UCOZ Реклама

Свежий номер...

Суббота 15 февраля 2003 года №24-25



Леонид Парфёнов:
"Эта профессия портит характер"


Программа НТВ "Намедни", по всем опросам, была признана лучшей аналитической программой 2002 года на российском телевидении.
Но в нашей стране это вовсе не означает продвижение вперед. Из-за очередной серии дрязг, развернувшихся вокруг НТВ, автор "Намедни" Леонид Парфенов свою программу решил закрыть. Некоторое время назад Парфенов отвечал на вопросы радио "Старый город" ("СГ", г.Елабуга). В рамках совместного с "СГ" проекта предлагаем это интервью своим читателям. В газетном варианте публикуется впервые.

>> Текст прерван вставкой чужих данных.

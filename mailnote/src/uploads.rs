/*
 * This file is part of mailnote
 *
 * Copyright 2020 - Manos Pitsidianakis
 *
 * This program is free software: you can redistribute it and/or modify
 * it under the terms of the GNU Affero General Public License as
 * published by the Free Software Foundation, either version 3 of the
 * License, or (at your option) any later version.
 *
 * This program is distributed in the hope that it will be useful,
 * but WITHOUT ANY WARRANTY; without even the implied warranty of
 * MERCHANTABILITY or FITNESS FOR A PARTICULAR PURPOSE. See the
 * GNU Affero General Public License for more details.
 *
 * You should have received a copy of the GNU Affero General Public License
 * along with this program. If not, see <https://www.gnu.org/licenses/>.
 */

//! Filesystem storage for uploaded attachments.

use std::{
    collections::hash_map::DefaultHasher,
    hash::{Hash, Hasher},
    path::PathBuf,
};

use log::trace;

use crate::{attachments::AttachmentUploader, errors::*, models::UploadedFile, Configuration};

/// Stores uploads as `<directory>/<hash>/<filename>` and serves them under
/// `<url_prefix>/<hash>/<filename>`.
#[derive(Debug, Clone)]
pub struct FileUploader {
    directory: PathBuf,
    url_prefix: String,
}

impl FileUploader {
    /// Create an uploader storing files in `directory`.
    pub fn new(directory: impl Into<PathBuf>, url_prefix: impl Into<String>) -> Self {
        Self {
            directory: directory.into(),
            url_prefix: url_prefix.into().trim_end_matches('/').to_string(),
        }
    }

    /// An uploader for [`Configuration::uploads_directory`] and
    /// [`Configuration::uploads_url`].
    pub fn from_configuration(conf: &Configuration) -> Self {
        Self::new(conf.uploads_directory(), conf.uploads_url.as_str())
    }
}

/// Strip directory components and control characters from a file name.
pub fn sanitize_filename(filename: &str) -> String {
    let name = filename
        .rsplit(['/', '\\'])
        .next()
        .unwrap_or_default()
        .chars()
        .filter(|c| !c.is_control())
        .collect::<String>();
    let name = name.trim().trim_start_matches('.');
    if name.is_empty() {
        "file".to_string()
    } else {
        name.to_string()
    }
}

impl AttachmentUploader for FileUploader {
    fn upload(&self, content: &[u8], filename: &str, mime_type: &str) -> Result<UploadedFile> {
        let filename = sanitize_filename(filename);
        let mut hasher = DefaultHasher::default();
        content.hash(&mut hasher);
        filename.hash(&mut hasher);
        let hash = data_encoding::HEXLOWER.encode(&hasher.finish().to_be_bytes());

        let dir = self.directory.join(&hash);
        std::fs::create_dir_all(&dir)
            .with_context(|| format!("Could not create upload directory {}.", dir.display()))?;
        let path = dir.join(&filename);
        std::fs::write(&path, content)
            .with_context(|| format!("Could not write upload {}.", path.display()))?;
        trace!("Stored {} bytes in {}", content.len(), path.display());

        Ok(UploadedFile {
            url: format!(
                "{}/{}/{}",
                self.url_prefix,
                hash,
                percent_encoding::utf8_percent_encode(&filename, crate::PATH_SEGMENT)
            ),
            is_image: mime_type.starts_with("image/"),
            label: filename,
        })
    }
}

- Леонид, на телевидении Вы не первый год. Чем Вы начала 90-х годов отличаетесь от современного Леонида Парфенова?
- Ой, боюсь, что почти всем, с одной стороны, а с другой стороны, в общем, почти что и ничем, потому что меняешься, но, я надеюсь, что что-то и сохранилось. В принципе, мне кажется, что я эволюционировал, а не произошло со мной какого-то революционного переворота. Мне кажется, что я остался более-менее верен себе, даже название "Намедни" сохранялось с 1990 года, хотя это были четыре разные передачи.

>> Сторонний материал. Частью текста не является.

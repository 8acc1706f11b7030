/*
 * This file is part of mailnote
 *
 * Copyright 2020 - Manos Pitsidianakis
 *
 * This program is free software: you can redistribute it and/or modify
 * it under the terms of the GNU Affero General Public License as
 * published by the Free Software Foundation, either version 3 of the
 * License, or (at your option) any later version.
 *
 * This program is distributed in the hope that it will be useful,
 * but WITHOUT ANY WARRANTY; without even the implied warranty of
 * MERCHANTABILITY or FITNESS FOR A PARTICULAR PURPOSE. See the
 * GNU Affero General Public License for more details.
 *
 * You should have received a copy of the GNU Affero General Public License
 * along with this program. If not, see <https://www.gnu.org/licenses/>.
 */

use log::{info, trace};
use rusqlite::OptionalExtension;

use super::*;

/// Maximum length of a note body, in characters.
pub const MAX_NOTE_LENGTH: usize = 1_000_000;

fn note_from_row(row: &rusqlite::Row<'_>) -> rusqlite::Result<DbVal<Note>> {
    let pk = row.get("pk")?;
    Ok(DbVal(
        Note {
            pk,
            author: row.get("author")?,
            body: row.get("body")?,
            noteable: noteable_ref_from_row(row)?,
            project: row.get("project")?,
            created: row.get("created")?,
        },
        pk,
    ))
}

/// Constraint failures while storing a note are refusals of the note, not
/// database faults.
fn refused_by_constraint(err: rusqlite::Error) -> Error {
    match err {
        rusqlite::Error::SqliteFailure(failure, message)
            if failure.code == rusqlite::ErrorCode::ConstraintViolation =>
        {
            trace!("insert_note refused by constraint: {failure} {message:?}");
            Error::InvalidNote(vec![message.unwrap_or_else(|| failure.to_string())])
        }
        err => err.into(),
    }
}

impl Connection {
    /// Reasons `note` cannot be stored; empty if it can.
    pub fn note_rejection_reasons(&self, note: &NewNote) -> Result<Vec<String>> {
        let mut reasons = vec![];
        if note.body.trim().is_empty() {
            reasons.push("Note can't be blank".to_string());
        }
        if note.body.chars().count() > MAX_NOTE_LENGTH {
            reasons.push(format!(
                "Note is too long (maximum is {MAX_NOTE_LENGTH} characters)"
            ));
        }
        match self.noteable_by_ref(&note.noteable.noteable_ref())? {
            None => reasons.push("Noteable can't be blank".to_string()),
            Some(current) if current.discussion_locked() => {
                reasons.push("Discussion is locked".to_string());
            }
            Some(_) => {}
        }
        Ok(reasons)
    }

    /// Validate and store a note and its attachment records in one savepoint.
    ///
    /// Fails with [`Error::InvalidNote`] if the note is refused, in which
    /// case nothing is written.
    pub fn insert_note(&self, note: NewNote) -> Result<DbVal<Note>> {
        let reasons = self.note_rejection_reasons(&note)?;
        if !reasons.is_empty() {
            trace!("insert_note refused: {reasons:?}");
            return Err(Error::InvalidNote(reasons));
        }

        let noteable_ref = note.noteable.noteable_ref();
        let (kind, noteable_id, commit_id) = noteable_ref.columns();
        let tx = self.savepoint(stringify!(insert_note))?;
        let ret = {
            let mut stmt = tx.connection.prepare(
                "INSERT INTO note(author, project, noteable_type, noteable_id, commit_id, body) \
                 VALUES(?, ?, ?, ?, ?, ?) RETURNING *;",
            )?;
            let ret = stmt.query_row(
                rusqlite::params![
                    note.author,
                    note.noteable.project(),
                    kind,
                    noteable_id,
                    commit_id,
                    &note.body,
                ],
                note_from_row,
            )
            .map_err(refused_by_constraint)?;
            let mut stmt = tx.connection.prepare(
                "INSERT INTO note_attachment(note, position, url, label, is_image) VALUES(?, ?, \
                 ?, ?, ?);",
            )?;
            for (position, file) in note.attachments.iter().enumerate() {
                stmt.execute(rusqlite::params![
                    ret.pk(),
                    position,
                    &file.url,
                    &file.label,
                    file.is_image,
                ])
                .map_err(refused_by_constraint)?;
            }
            ret
        };
        tx.commit()?;

        info!(
            "Created note #{} by user #{} on {} with {} attachment(s).",
            ret.pk(),
            ret.author,
            ret.noteable,
            note.attachments.len()
        );
        Ok(ret)
    }

    /// Fetch a note by primary key.
    pub fn note(&self, pk: i64) -> Result<Option<DbVal<Note>>> {
        let mut stmt = self
            .connection
            .prepare("SELECT * FROM note WHERE pk = ?;")?;
        let ret = stmt.query_row([&pk], note_from_row).optional()?;
        Ok(ret)
    }

    /// Notes on `noteable`, oldest first.
    pub fn notes(&self, noteable: &NoteableRef) -> Result<Vec<DbVal<Note>>> {
        let (kind, noteable_id, commit_id) = noteable.columns();
        let project = match noteable {
            NoteableRef::Commit { project, .. } => Some(*project),
            NoteableRef::Issue { .. } | NoteableRef::MergeRequest { .. } => None,
        };
        let mut stmt = self.connection.prepare(
            "SELECT * FROM note WHERE noteable_type = ? AND noteable_id IS ? AND commit_id IS ? \
             AND (? IS NULL OR project = ?) ORDER BY pk;",
        )?;
        let iter = stmt.query_map(
            rusqlite::params![kind, noteable_id, commit_id, project, project],
            note_from_row,
        )?;

        let mut ret = vec![];
        for note in iter {
            let note = note?;
            ret.push(note);
        }
        Ok(ret)
    }

    /// Attachment records of note `note_pk`, in body order.
    pub fn note_attachments(&self, note_pk: i64) -> Result<Vec<DbVal<UploadedFile>>> {
        let mut stmt = self.connection.prepare(
            "SELECT * FROM note_attachment WHERE note = ? ORDER BY position;",
        )?;
        let iter = stmt.query_map([&note_pk], |row| {
            Ok(DbVal(
                UploadedFile {
                    url: row.get("url")?,
                    is_image: row.get("is_image")?,
                    label: row.get("label")?,
                },
                row.get("pk")?,
            ))
        })?;

        let mut ret = vec![];
        for file in iter {
            let file = file?;
            ret.push(file);
        }
        Ok(ret)
    }
}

- Последняя Ваша телевизионная работа - это сериал "Российская Империя", где Вы рассказываете об истории России и обращаетесь непосредственно к личностям царей. Чем Вас заинтересовала эта тема?

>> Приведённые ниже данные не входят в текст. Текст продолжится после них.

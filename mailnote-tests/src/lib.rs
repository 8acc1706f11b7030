/*
 * This file is part of mailnote
 *
 * Copyright 2020 - Manos Pitsidianakis
 *
 * This program is free software: you can redistribute it and/or modify
 * it under the terms of the GNU Affero General Public License as
 * published by the Free Software Foundation, either version 3 of the
 * License, or (at your option) any later version.
 *
 * This program is distributed in the hope that it will be useful,
 * but WITHOUT ANY WARRANTY; without even the implied warranty of
 * MERCHANTABILITY or FITNESS FOR A PARTICULAR PURPOSE. See the
 * GNU Affero General Public License for more details.
 *
 * You should have received a copy of the GNU Affero General Public License
 * along with this program. If not, see <https://www.gnu.org/licenses/>.
 */

#![allow(clippy::new_without_default)]

use std::{path::PathBuf, sync::Once};

pub use assert_cmd;
pub use log::{trace, warn};
pub use mailnote::{
    models::*, Configuration, Connection, IncomingEmailSettings, ReplyKey,
};
pub use predicates;
pub use tempfile::{self, TempDir};

static INIT_STDERR_LOGGING: Once = Once::new();

pub fn init_stderr_logging() {
    INIT_STDERR_LOGGING.call_once(|| {
        stderrlog::new()
            .quiet(false)
            .verbosity(15)
            .show_module_names(true)
            .timestamp(stderrlog::Timestamp::Millisecond)
            .init()
            .unwrap();
    });
}

/// Reply key of the notification seeded by [`TestInstance::new`].
pub const REPLY_KEY: &str = "59d8df8370b7e95c5a49fbf86aeb2c93";
/// Reply address template used by [`TestInstance`].
pub const REPLY_ADDRESS_TEMPLATE: &str = "reply+%{key}@appmail.adventuretime.ooo";

/// A temporary database seeded with one user, one project with an issue, a
/// merge request and a commit, and a notification about the issue sent to
/// the user with reply key [`REPLY_KEY`].
pub struct TestInstance {
    pub tmp_dir: TempDir,
    pub config: Configuration,
    pub user: DbVal<User>,
    pub project: DbVal<Project>,
    pub issue: DbVal<Issue>,
    pub merge_request: DbVal<MergeRequest>,
    pub commit: DbVal<Commit>,
    pub sent_notification: DbVal<SentNotification>,
}

impl TestInstance {
    pub fn new(visibility: Visibility) -> Self {
        let tmp_dir = TempDir::new().unwrap();
        let mut config = Configuration::new(tmp_dir.path().join("mnote.db"));
        config.incoming_email = IncomingEmailSettings::new(REPLY_ADDRESS_TEMPLATE);
        config.upload_timeout = 10;

        let db = Connection::open_or_create_db(config.clone())
            .unwrap()
            .trusted();
        let user = db
            .create_user("jake", "jake@adventuretime.ooo", false)
            .unwrap();
        let project = db.create_project("ooo/tree-fort", visibility).unwrap();
        let issue = db
            .create_issue(project.pk(), "The sword is missing")
            .unwrap();
        let merge_request = db
            .create_merge_request(project.pk(), "Find the sword", "find-sword", "main")
            .unwrap();
        let commit = db
            .create_commit(
                project.pk(),
                "3f1b0c6e2d9a4b5c8e7f6a5b4c3d2e1f0a9b8c7d",
                "Add sword",
            )
            .unwrap();
        let sent_notification = db
            .record_sent_notification(
                &ReplyKey::new(REPLY_KEY).unwrap(),
                user.pk(),
                &Noteable::Issue(issue.clone().into_inner()),
            )
            .unwrap();
        drop(db);

        std::fs::write(tmp_dir.path().join("conf.toml"), config.to_toml()).unwrap();

        Self {
            tmp_dir,
            config,
            user,
            project,
            issue,
            merge_request,
            commit,
            sent_notification,
        }
    }

    /// A trusted connection to the database.
    pub fn db(&self) -> Connection {
        Connection::open_db(self.config.clone()).unwrap().trusted()
    }

    /// Path of the configuration file written for the instance.
    pub fn config_path(&self) -> PathBuf {
        self.tmp_dir.path().join("conf.toml")
    }

    pub fn issue_ref(&self) -> NoteableRef {
        NoteableRef::Issue {
            pk: self.issue.pk(),
        }
    }

    /// Record another notification with reply key `key` about `noteable`.
    pub fn notify(&self, key: &str, recipient: i64, noteable: Noteable) -> DbVal<SentNotification> {
        self.db()
            .record_sent_notification(&ReplyKey::new(key).unwrap(), recipient, &noteable)
            .unwrap()
    }
}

- Я не думаю, что это история царей, я пытаюсь сделать историю империи. Сейчас будет 300-летие Санкт-Петербурга, ему это, собственно, и посвящено, и 300-летие начала имперского периода российской истории. Я в первой серии пытался это объяснить и могу повторить еще раз - с тем, что Российская Империя жива, согласны и ее противники, и ее сторонники. Для одних империя - это ответ на первый проклятый русский вопрос "Что делать?", для других - это ответ на второй проклятый русский вопрос - "Кто виноват?". Способ реализации себя нацией остался тем же, и ощущения абсолютного большинства людей остались очень похожими - им уютнее, приятнее, естественнее жить в великом, огромном государстве, могучем, которым гордятся, которое бескрайнее, которое под свою корону принимает малые народы, и так далее. Это ощущение нашей огромности - оно у нас естественное. Уже распалась советская империя, в смысле страны народной демократии, социализма, распался Советский Союз. И Российская Федерация - одна из 30 соцстран и одна из 15 союзных республик - все равно остается самым крупным государством в мире. Поэтому, не заглянув в эту имперскость, мне кажется, нельзя понять нас нынешних. Кроме того, есть нормальный датский повод, а телевидение очень сильно живет от информационного повода, от причины, потому что людям должно быть понятно, почему они сегодня про это слушают, знают, узнают.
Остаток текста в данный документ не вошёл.